Researchers develop a sunlight-powered device that extracts water from the sky.
With billions of people around the world facing famines and severe water shortages, it’s urgent that society come up with an efficient way to bring people in need clean water.
In fact, as climate change worsens, the World Economic Forum has cited lack of access to clean water as the No. 1 global risk today. Happily, a team of researchers has shown some promise finding a solution to the massive challenge with their sunlight-powered device that can extract water from desert skies, according to an article on Futurism.com. The device, what the article calls a metal-organic framework comprised of porous material, essentially is able to pull large amounts of water into its pores. Each kilogram of material is able to trap several liters of water daily, the article said.

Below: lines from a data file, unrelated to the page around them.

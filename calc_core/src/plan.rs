//! # Plan Files
//!
//! A plan is a complete calculator input - dimensions plus a layer stack -
//! as human-readable JSON. The CLI reads plans to compute or export a stack
//! other than the built-in tiers, and can print a tier as a plan to start
//! from. Plans are input only; nothing writes session state back to disk.
//!
//! ## Structure
//!
//! ```text
//! Plan
//! ├── meta: PlanMetadata (format version, optional title, timestamp)
//! ├── dimensions: Dimensions (length, width, unit, ratio)
//! └── layers: Vec<Layer> (ordered stack)
//! ```
//!
//! ## Example
//!
//! ```rust
//! use calc_core::plan::Plan;
//! use calc_core::presets::Tier;
//!
//! let plan = Plan::from_tier(Tier::Economy);
//! let json = plan.to_json().unwrap();
//! let parsed = Plan::from_json(&json).unwrap();
//! assert_eq!(parsed.layers.len(), 3);
//! ```

use std::fs;
use std::path::Path;

use chrono::{DateTime, Utc};
use serde::{Deserialize, Serialize};
use tracing::{debug, warn};

use crate::dimensions::Dimensions;
use crate::errors::{CalcError, CalcResult};
use crate::layers::Layer;
use crate::presets::Tier;

/// Current plan format version
pub const PLAN_VERSION: &str = "0.1.0";

/// Calculator input as a document.
#[derive(Debug, Clone, PartialEq, Serialize, Deserialize)]
pub struct Plan {
    #[serde(default)]
    pub meta: PlanMetadata,

    #[serde(default)]
    pub dimensions: Dimensions,

    pub layers: Vec<Layer>,
}

/// Plan header.
#[derive(Debug, Clone, PartialEq, Serialize, Deserialize)]
pub struct PlanMetadata {
    /// Format version (for compatibility checks)
    pub version: String,

    #[serde(default, skip_serializing_if = "Option::is_none")]
    pub title: Option<String>,

    #[serde(default, skip_serializing_if = "Option::is_none")]
    pub created: Option<DateTime<Utc>>,
}

impl Default for PlanMetadata {
    fn default() -> Self {
        PlanMetadata {
            version: PLAN_VERSION.to_string(),
            title: None,
            created: None,
        }
    }
}

impl Plan {
    pub fn new(dimensions: Dimensions, layers: Vec<Layer>) -> Self {
        Plan {
            meta: PlanMetadata {
                created: Some(Utc::now()),
                ..PlanMetadata::default()
            },
            dimensions,
            layers,
        }
    }

    /// A plan seeded from a preset tier with empty dimensions.
    pub fn from_tier(tier: Tier) -> Self {
        let mut plan = Plan::new(Dimensions::default(), tier.seed_layers());
        plan.meta.title = Some(tier.display_name().to_string());
        plan
    }

    pub fn from_json(json: &str) -> CalcResult<Self> {
        let plan: Plan = serde_json::from_str(json).map_err(CalcError::serialization)?;
        if plan.meta.version != PLAN_VERSION {
            warn!(
                file_version = %plan.meta.version,
                expected = PLAN_VERSION,
                "plan version differs, reading anyway"
            );
        }
        Ok(plan.normalized())
    }

    pub fn to_json(&self) -> CalcResult<String> {
        serde_json::to_string_pretty(self).map_err(CalcError::serialization)
    }

    /// Read a plan from a JSON file.
    pub fn load(path: &Path) -> CalcResult<Self> {
        let json = fs::read_to_string(path)
            .map_err(|e| CalcError::file_error("read plan", path.display().to_string(), e.to_string()))?;
        let plan = Self::from_json(&json)?;
        debug!(path = %path.display(), layers = plan.layers.len(), "loaded plan");
        Ok(plan)
    }

    /// Clamp hand-edited values back into range.
    fn normalized(mut self) -> Self {
        self.dimensions.set_length(self.dimensions.length);
        self.dimensions.set_width(self.dimensions.width);
        for layer in &mut self.layers {
            layer.thickness = layer.thickness.max(0.0);
        }
        self
    }
}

The material, which is able to bond with large numbers of particles because of its massive surface area, features pores that can be altered to allow flow or to capture different kinds of molecules, the article explained. Because the process is passive (the researchers liken it to a humidifier without requiring a water supply to operate) and doesn’t require any additional energy, it can operate in dry conditions, including many of the desert areas that are under siege by drought.
While the device and material aren’t quite ready for prime time, the MIT research laboratory, which is working on the project, said a viable product isn’t too far off in the distant future.
Hurry up MIT. Providing a stable, clean water source for millions couldn’t come at a better time.